» **TASK DIRECTIONS**
Scan the entries for "recorded". Every line that holds it is to be copied.

» **INPUT MATERIAL**
-- Opening Marker --

//! Declarative route description.
//!
//! A [`RouteGraph`] is built by chaining calls on a [`RouteCursor`]:
//!
//! ```ignore
//! let graph = RouteGraph::build(catalog::acceleration(), |root| {
//!     root.rms().name("rms").accumulate().log();
//! });
//! ```
//!
//! Nodes are appended in the order the builder visits them. Fan-out goes
//! through [`Fanout::branch`] (multicast) or [`Components::component`]
//! (split); each branch is built to completion before the next one starts,
//! so insertion order is already depth-first.

use serde::{Deserialize, Serialize};

use super::node::{
    ComparisonMode, ComparisonOp, DataToken, LimitMode, MapOp, NodeKind, Operand,
    PassthroughMode, ReactionCommand,
};
use crate::error::CompileError;
use crate::signal::{AccountMode, DataSignal};

/// Where a node takes its input from
#[derive(Debug, Clone, Copy, PartialEq, Eq, Serialize, Deserialize)]
pub enum Upstream {
    Root,
    Node(usize),
    /// One axis of a `Split` node's input
    Component { split: usize, index: u8 },
}

#[derive(Debug, Clone, PartialEq, Serialize, Deserialize)]
pub struct GraphNode {
    pub kind: NodeKind,
    pub name: Option<String>,
    pub upstream: Upstream,
}

/// A route before compilation
#[derive(Debug, Clone, PartialEq)]
pub struct RouteGraph {
    pub root: DataSignal,
    pub nodes: Vec<GraphNode>,
    /// First misuse recorded while building; reported by the compiler
    pub(crate) deferred: Option<CompileError>,
}

impl RouteGraph {
    pub fn new(root: DataSignal) -> Self {
        Self {
            root,
            nodes: Vec::new(),
            deferred: None,
        }
    }

    /// Build a graph by running `f` on a cursor at the root signal
    pub fn build<F>(root: DataSignal, f: F) -> Self
    where
        F: FnOnce(RouteCursor<'_>),
    {
        let mut graph = Self::new(root);
        f(graph.cursor());
        graph
    }

    pub fn cursor(&mut self) -> RouteCursor<'_> {
        RouteCursor {
            graph: self,
            at: Upstream::Root,
        }
    }

    pub fn len(&self) -> usize {
        self.nodes.len()
    }

    pub fn is_empty(&self) -> bool {
        self.nodes.is_empty()
    }

    /// Children of each node, in insertion order. Index `nodes.len()` holds
    /// the root's children.
    pub fn children(&self) -> Vec<Vec<usize>> {
        let root = self.nodes.len();
        let mut children = vec![Vec::new(); root + 1];
        for (i, node) in self.nodes.iter().enumerate() {
            let parent = match node.upstream {
                Upstream::Root => root,
                Upstream::Node(p) => p,
                Upstream::Component { split, .. } => split,
            };
            if let Some(list) = children.get_mut(parent) {
                list.push(i);
            }
        }
        children
    }

    fn push(&mut self, kind: NodeKind, upstream: Upstream) -> usize {
        self.nodes.push(GraphNode {
            kind,
            name: None,
            upstream,
        });
        self.nodes.len() - 1
    }

    fn defer(&mut self, err: CompileError) {
        if self.deferred.is_none() {
            self.deferred = Some(err);
        }
    }
}

/// Builder position: the output new nodes attach to
pub struct RouteCursor<'g> {
    graph: &'g mut RouteGraph,
    at: Upstream,
}

impl<'g> RouteCursor<'g> {
    fn then(self, kind: NodeKind) -> RouteCursor<'g> {
        let idx = self.graph.push(kind, self.at);
        RouteCursor {
            graph: self.graph,
            at: Upstream::Node(idx),
        }
    }

    /// Name the node at the cursor so edits and other nodes can refer to it
    pub fn name(self, name: impl Into<String>) -> Self {
        let name = name.into();
        match self.at {
            Upstream::Node(idx) => {
                if let Some(node) = self.graph.nodes.get_mut(idx) {
                    node.name = Some(name);
                }
            }
            _ => self.graph.defer(CompileError::IncompatibleInput(format!(
                "'{}' must name a node, not the route source",
                name
            ))),
        }
        self
    }

    pub fn map(self, op: MapOp, operand: impl Into<Operand>) -> Self {
        self.then(NodeKind::Map {
            op,
            operand: operand.into(),
        })
    }

    pub fn rms(self) -> Self {
        self.map(MapOp::Rms, 0.0)
    }

    pub fn rss(self) -> Self {
        self.map(MapOp::Rss, 0.0)
    }

    pub fn filter(
        self,
        op: ComparisonOp,
        mode: ComparisonMode,
        reference: impl Into<Operand>,
    ) -> Self {
        self.then(NodeKind::Filter {
            op,
            mode,
            reference: reference.into(),
        })
    }

    pub fn accumulate(self) -> Self {
        self.then(NodeKind::Accumulate)
    }

    pub fn count(self) -> Self {
        self.then(NodeKind::Counter)
    }

    /// Running average, also known as low-pass
    pub fn average(self, depth: u8) -> Self {
        self.then(NodeKind::Average { depth })
    }

    pub fn highpass(self, depth: u8) -> Self {
        self.then(NodeKind::HighPass { depth })
    }

    pub fn delay(self, samples: u8) -> Self {
        self.then(NodeKind::Delay { samples })
    }

    pub fn buffer(self) -> Self {
        self.then(NodeKind::Buffer)
    }

    pub fn limit(self, mode: LimitMode, value: u32) -> Self {
        self.then(NodeKind::Limit { mode, value })
    }

    pub fn pack(self, count: u8) -> Self {
        self.then(NodeKind::Pack { count })
    }

    pub fn account(self, mode: AccountMode) -> Self {
        self.then(NodeKind::Account { mode })
    }

    pub fn passthrough(self, mode: PassthroughMode, value: u16) -> Self {
        self.then(NodeKind::Passthrough { mode, value })
    }

    /// Concatenate this output with the buffered outputs of named nodes
    pub fn fuse<I, S>(self, names: I) -> Self
    where
        I: IntoIterator<Item = S>,
        S: Into<String>,
    {
        self.then(NodeKind::Fuse {
            with: names.into_iter().map(Into::into).collect(),
        })
    }

    /// Run board commands whenever this output produces a value
    ///
    /// The cursor stays where it was; the reaction does not alter the data.
    pub fn react<F>(self, f: F) -> Self
    where
        F: FnOnce(&mut Reaction),
    {
        let mut reaction = Reaction::default();
        f(&mut reaction);
        if reaction.commands.is_empty() {
            return self;
        }
        self.graph.push(
            NodeKind::React {
                commands: reaction.commands,
            },
            self.at,
        );
        self
    }

    pub fn stream(self) {
        self.then(NodeKind::Stream);
    }

    pub fn log(self) {
        self.then(NodeKind::Log);
    }

    pub fn multicast(self) -> Fanout<'g> {
        let node = self.graph.push(NodeKind::Multicast, self.at);
        Fanout {
            graph: self.graph,
            node,
        }
    }

    pub fn split(self) -> Components<'g> {
        let node = self.graph.push(NodeKind::Split, self.at);
        Components {
            graph: self.graph,
            node,
        }
    }
}

/// Multicast fan-out; every branch sees the same input
pub struct Fanout<'g> {
    graph: &'g mut RouteGraph,
    node: usize,
}

impl Fanout<'_> {
    pub fn branch(&mut self) -> RouteCursor<'_> {
        RouteCursor {
            graph: &mut *self.graph,
            at: Upstream::Node(self.node),
        }
    }
}

/// Split fan-out; each branch sees one axis
pub struct Components<'g> {
    graph: &'g mut RouteGraph,
    node: usize,
}

impl Components<'_> {
    pub fn component(&mut self, index: u8) -> RouteCursor<'_> {
        RouteCursor {
            graph: &mut *self.graph,
            at: Upstream::Component {
                split: self.node,
                index,
            },
        }
    }
}

/// Commands recorded for a `react` node or a timer schedule
#[derive(Debug, Clone, Default, PartialEq, Eq)]
pub struct Reaction {
    pub(crate) commands: Vec<ReactionCommand>,
}

impl Reaction {
    /// Fire `command` as-is
    pub fn write(&mut self, command: &[u8]) -> &mut Self {
        self.commands.push(ReactionCommand {
            bytes: command.to_vec(),
            token: None,
        });
        self
    }

    /// Fire `command` with event data spliced into its parameters
    pub fn write_with_data(&mut self, command: &[u8], token: DataToken) -> &mut Self {
        self.commands.push(ReactionCommand {
            bytes: command.to_vec(),
            token: Some(token),
        });
        self
    }

    pub fn commands(&self) -> &[ReactionCommand] {
        &self.commands
    }

    pub fn is_empty(&self) -> bool {
        self.commands.is_empty()
    }
}

#[cfg(test)]
mod tests {
    use super::*;
    use crate::signal::catalog;

    #[test]
    fn test_chain_builds_in_order() {
        let graph = RouteGraph::build(catalog::acceleration(), |root| {
            root.rms().name("rms").accumulate().log();
        });
        assert_eq!(graph.len(), 3);
        assert_eq!(graph.nodes[0].name.as_deref(), Some("rms"));
        assert_eq!(graph.nodes[1].upstream, Upstream::Node(0));
        assert_eq!(graph.nodes[2].kind, NodeKind::Log);
    }

    #[test]
    fn test_multicast_branches_are_depth_first() {
        let graph = RouteGraph::build(catalog::acceleration(), |root| {
            let mut fan = root.multicast();
            fan.branch().stream();
            fan.branch().rms().log();
        });
        let kinds: Vec<_> = graph.nodes.iter().map(|n| n.kind.tag()).collect();
        assert_eq!(kinds, vec!["multicast", "stream", "rms", "log"]);
        let children = graph.children();
        assert_eq!(children[0], vec![1, 2]);
        assert_eq!(children[graph.len()], vec![0]);
    }

    #[test]
    fn test_split_components() {
        let graph = RouteGraph::build(catalog::acceleration(), |root| {
            let mut axes = root.split();
            axes.component(0).stream();
            axes.component(2).log();
        });
        assert_eq!(
            graph.nodes[2].upstream,
            Upstream::Component { split: 0, index: 2 }
        );
    }

    #[test]
    fn test_naming_the_source_is_deferred_error() {
        let graph = RouteGraph::build(catalog::switch(), |root| {
            root.name("oops").stream();
        });
        assert!(matches!(
            graph.deferred,
            Some(CompileError::IncompatibleInput(_))
        ));
    }

    #[test]
    fn test_react_keeps_cursor() {
        let graph = RouteGraph::build(catalog::switch(), |root| {
            root.react(|r| {
                r.write(&[0x02, 0x03, 0x01]);
            })
            .stream();
        });
        assert_eq!(graph.nodes[0].upstream, Upstream::Root);
        assert_eq!(graph.nodes[1].upstream, Upstream::Root);
    }
}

-- Closing Marker --

» **EXERCISE SOLUTION**
    /// First misuse recorded while building; reported by the compiler
/// Commands recorded for a `react` node or a timer schedule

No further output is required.